16. Mr Chandrasekera, who has presented the Defendant’s case skilfully although not himself an advocate, but in his capacity as a Partner at Stephenson Harwood here in Dubai, urges me to take steps to release monies for three purposes for the further prosecution of the Defence to the fraud claim. He seeks monies to pay for an amendment to the existing Defence, he seeks monies to prepare an answer to the Claimant’s immediate judgment claim and he seeks monies to fund a challenge to the Freezing Orders both here and in England. He is asking, in effect, for something in the region of GBP 150,000 for each of those activities. Quite where those figures come from remains, if I may say so, wholly obscure. Again it cannot help but be observed that the monies that are to be expended on these various pre-trial matters if the application were to succeed would consume almost all of the assets which Mr Haigh has disclosed. Bearing in mind that there are a whole range of other proceedings which Mr Haigh has instituted in addition to the share claim, the commercial realism of the conduct of these proceedings when viewed from the perspective of the Defendant remain wholly obscure.

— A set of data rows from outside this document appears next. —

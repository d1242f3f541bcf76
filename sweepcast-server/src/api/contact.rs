//! Contact form endpoint
//!
//! Messages are validated and acknowledged but not persisted.

use axum::{extract::State, Json};
use serde::Deserialize;
use serde_json::json;

use crate::api::is_valid_email;
use crate::error::{ApiError, ApiResult};
use crate::AppState;

#[derive(Debug, Deserialize)]
pub struct ContactMessage {
    pub name: String,
    pub email: String,
    pub subject: String,
    pub message: String,
}

/// POST /api/contact
pub async fn submit(
    State(_state): State<AppState>,
    Json(payload): Json<ContactMessage>,
) -> ApiResult<Json<serde_json::Value>> {
    validate(&payload)?;

    tracing::info!(
        name = %payload.name,
        subject = %payload.subject,
        "Contact message received"
    );

    Ok(Json(json!({ "message": "Message received" })))
}

fn validate(payload: &ContactMessage) -> Result<(), ApiError> {
    if payload.name.trim().chars().count() < 2 {
        return Err(ApiError::BadRequest(
            "Invalid contact data: name must be at least 2 characters".to_string(),
        ));
    }
    if !is_valid_email(payload.email.trim()) {
        return Err(ApiError::BadRequest(
            "Invalid contact data: email is not valid".to_string(),
        ));
    }
    if payload.subject.trim().chars().count() < 2 {
        return Err(ApiError::BadRequest(
            "Invalid contact data: subject must be at least 2 characters".to_string(),
        ));
    }
    if payload.message.trim().chars().count() < 10 {
        return Err(ApiError::BadRequest(
            "Invalid contact data: message must be at least 10 characters".to_string(),
        ));
    }
    Ok(())
}
//! Sweepcast server library
//!
//! HTTP API for the podcast/blog site: episode and blog listings backed by
//! SQLite, reader comments with vote ranking, newsletter subscriptions, a
//! token-managed Spotify catalog proxy, and AI summary generation.

use std::sync::Arc;

use axum::Router;
use sqlx::SqlitePool;
use tower_http::cors::CorsLayer;
use tower_http::trace::TraceLayer;

pub mod api;
pub mod db;
pub mod error;
pub mod normalize;
pub mod pagination;
pub mod services;

use services::spotify::SpotifyClient;
use services::summary::SummaryClient;

/// Application state shared across HTTP handlers
#[derive(Clone)]
pub struct AppState {
    /// Database connection pool
    pub db: SqlitePool,
    /// Token-managed Spotify catalog client
    pub spotify: Arc<SpotifyClient>,
    /// AI summary generation client
    pub summarizer: Arc<SummaryClient>,
}

impl AppState {
    pub fn new(db: SqlitePool, spotify: SpotifyClient, summarizer: SummaryClient) -> Self {
        Self {
            db,
            spotify: Arc::new(spotify),
            summarizer: Arc::new(summarizer),
        }
    }
}

/// Build the application router
pub fn build_router(state: AppState) -> Router {
    use axum::routing::{get, post};

    Router::new()
        // Episodes
        .route("/api/episodes", get(api::episodes::list).post(api::episodes::create))
        .route("/api/episodes/featured", get(api::episodes::featured))
        .route("/api/episodes/:id", get(api::episodes::by_slug))
        .route(
            "/api/episodes/:id/generate-summary",
            post(api::summary::generate_for_stored),
        )
        // Blog
        .route("/api/blog", get(api::blog::list).post(api::blog::create))
        .route("/api/blog/featured", get(api::blog::featured))
        .route("/api/blog/recent", get(api::blog::recent))
        .route("/api/blog/categories", get(api::blog::categories))
        .route("/api/blog/:slug", get(api::blog::by_slug))
        // Newsletter + contact
        .route("/api/subscribe", post(api::subscribe::subscribe))
        .route("/api/contact", post(api::contact::submit))
        // Spotify catalog proxy
        .route("/api/spotify/show/:showId", get(api::spotify::show))
        .route("/api/spotify/show/:showId/episodes", get(api::spotify::show_episodes))
        .route("/api/spotify/episode/:episodeId", get(api::spotify::episode))
        .route("/api/spotify/search", get(api::spotify::search))
        .route(
            "/api/spotify/episodes/:spotifyId/generate-summary",
            post(api::summary::generate_for_catalog),
        )
        // Comments
        .route("/api/comments", post(api::comments::create))
        .route("/api/comments/:id", get(api::comments::list_for_episode))
        .route("/api/comments/:id/upvote", post(api::comments::upvote))
        .route("/api/comments/:id/downvote", post(api::comments::downvote))
        // Health
        .merge(api::health::health_routes())
        .layer(TraceLayer::new_for_http())
        .layer(CorsLayer::permissive())
        .with_state(state)
}
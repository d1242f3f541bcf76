//! Shared library for the Sweepcast podcast/blog site
//!
//! Holds the pieces used by the server binary: the error taxonomy,
//! configuration loading, database models and schema initialization, and the
//! text formatting helpers shared between episode normalization and blog
//! excerpts.

pub mod config;
pub mod db;
pub mod error;
pub mod text;

pub use error::{Error, Result};
//! Sweepcast server - podcast and blog site backend
//!
//! Serves the JSON API for episode listings, blog articles, newsletter
//! subscriptions, reader comments, the Spotify catalog proxy, and AI summary
//! generation.

use anyhow::Result;
use clap::Parser;
use std::path::PathBuf;
use tracing::info;

use sweepcast_common::config::Config;
use sweepcast_common::db::init_database;
use sweepcast_server::services::spotify::SpotifyClient;
use sweepcast_server::services::summary::SummaryClient;
use sweepcast_server::{build_router, AppState};

#[derive(Parser, Debug)]
#[command(name = "sweepcast-server")]
#[command(about = "Podcast and blog site backend")]
#[command(version)]
struct Args {
    /// Port to listen on
    #[arg(short, long, env = "SWEEPCAST_PORT")]
    port: Option<u16>,

    /// Path to the SQLite database file
    #[arg(short, long)]
    database: Option<PathBuf>,

    /// Path to a TOML config file
    #[arg(short, long)]
    config: Option<PathBuf>,
}

#[tokio::main]
async fn main() -> Result<()> {
    tracing_subscriber::fmt()
        .with_env_filter(
            tracing_subscriber::EnvFilter::from_default_env()
                .add_directive(tracing::Level::INFO.into()),
        )
        .init();

    info!("Starting Sweepcast server v{}", env!("CARGO_PKG_VERSION"));

    let args = Args::parse();
    let config = Config::load(
        args.port,
        args.database.as_deref(),
        args.config.as_deref(),
    )?;

    info!("Database path: {}", config.database_path.display());
    let pool = init_database(&config.database_path).await?;
    info!("✓ Database ready");

    let spotify = SpotifyClient::new(
        config.spotify_client_id.clone(),
        config.spotify_client_secret.clone(),
    )?;
    let summarizer = SummaryClient::new(config.openai_api_key.clone())?;

    let state = AppState::new(pool, spotify, summarizer);
    let app = build_router(state);

    let addr = format!("127.0.0.1:{}", config.port);
    let listener = tokio::net::TcpListener::bind(&addr).await?;
    info!("Sweepcast server listening on http://{}", addr);
    info!("Health check: http://{}/health", addr);

    axum::serve(listener, app).await?;

    Ok(())
}
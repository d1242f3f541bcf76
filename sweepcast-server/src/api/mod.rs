//! HTTP API handlers

pub mod blog;
pub mod comments;
pub mod contact;
pub mod episodes;
pub mod health;
pub mod spotify;
pub mod subscribe;
pub mod summary;

/// Syntactic email check used by subscribe and contact validation.
///
/// Deliberately loose: one `@` with a non-empty local part and a dotted
/// domain, no whitespace. Deliverability is not our problem.
pub(crate) fn is_valid_email(email: &str) -> bool {
    if email.is_empty() || email.len() > 254 || email.chars().any(char::is_whitespace) {
        return false;
    }

    match email.split_once('@') {
        Some((local, domain)) => {
            !local.is_empty()
                && !domain.is_empty()
                && domain.contains('.')
                && !domain.starts_with('.')
                && !domain.ends_with('.')
        }
        None => false,
    }
}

17. I start by dealing with the application to expend GBP 250,000 or more on seeking to set aside the Freezing Orders. It must be borne in mind that we are now a year after they were granted. There is no challenge to the fact that the Claimants have a good arguable case, and despite Mr Chandrasekera’s assertion to the contrary in his Eighth Witness Statement, there is no challenge to the proposition that the Claimants have a good arguable case that they have a proprietary interest in almost all the assets that Mr Haigh has revealed. But in any event, as I understand it, it is not suggested by the Defendant that there is any basis relating to the merits, the risks of dissipation or the proprietary nature of the claim which would be put forward by way of challenge to the orders. What Mr Chandrasekera is asking for is monies to fund a challenge to the Freezing Orders on the basis that there was at the time they were obtained from the Deputy Chief Justice a material non-disclosure. The nature, as I understand it, of the material non-disclosure was the fact that Mr Haigh complains that he was induced to come here on false pretences in order to talk about a job and when he arrived, at the instigation of the Claimant, he was arrested and imprisoned. The difficulty, it seems to me, from the Defendant’s point of view is that this is a factor which has been of course in existence both at the time of the original application, at the time when the interparties hearing took place and at the time when the application for a revision of the Order was made in September. Yet there was not a whisper of a suggestion that there had been material non-disclosure. Perhaps that’s not surprising since even the initial hearing was ex parte on notice, so if there was anything in this point no doubt the Judge would have had his attention drawn to it by the Defendant’s own legal representatives.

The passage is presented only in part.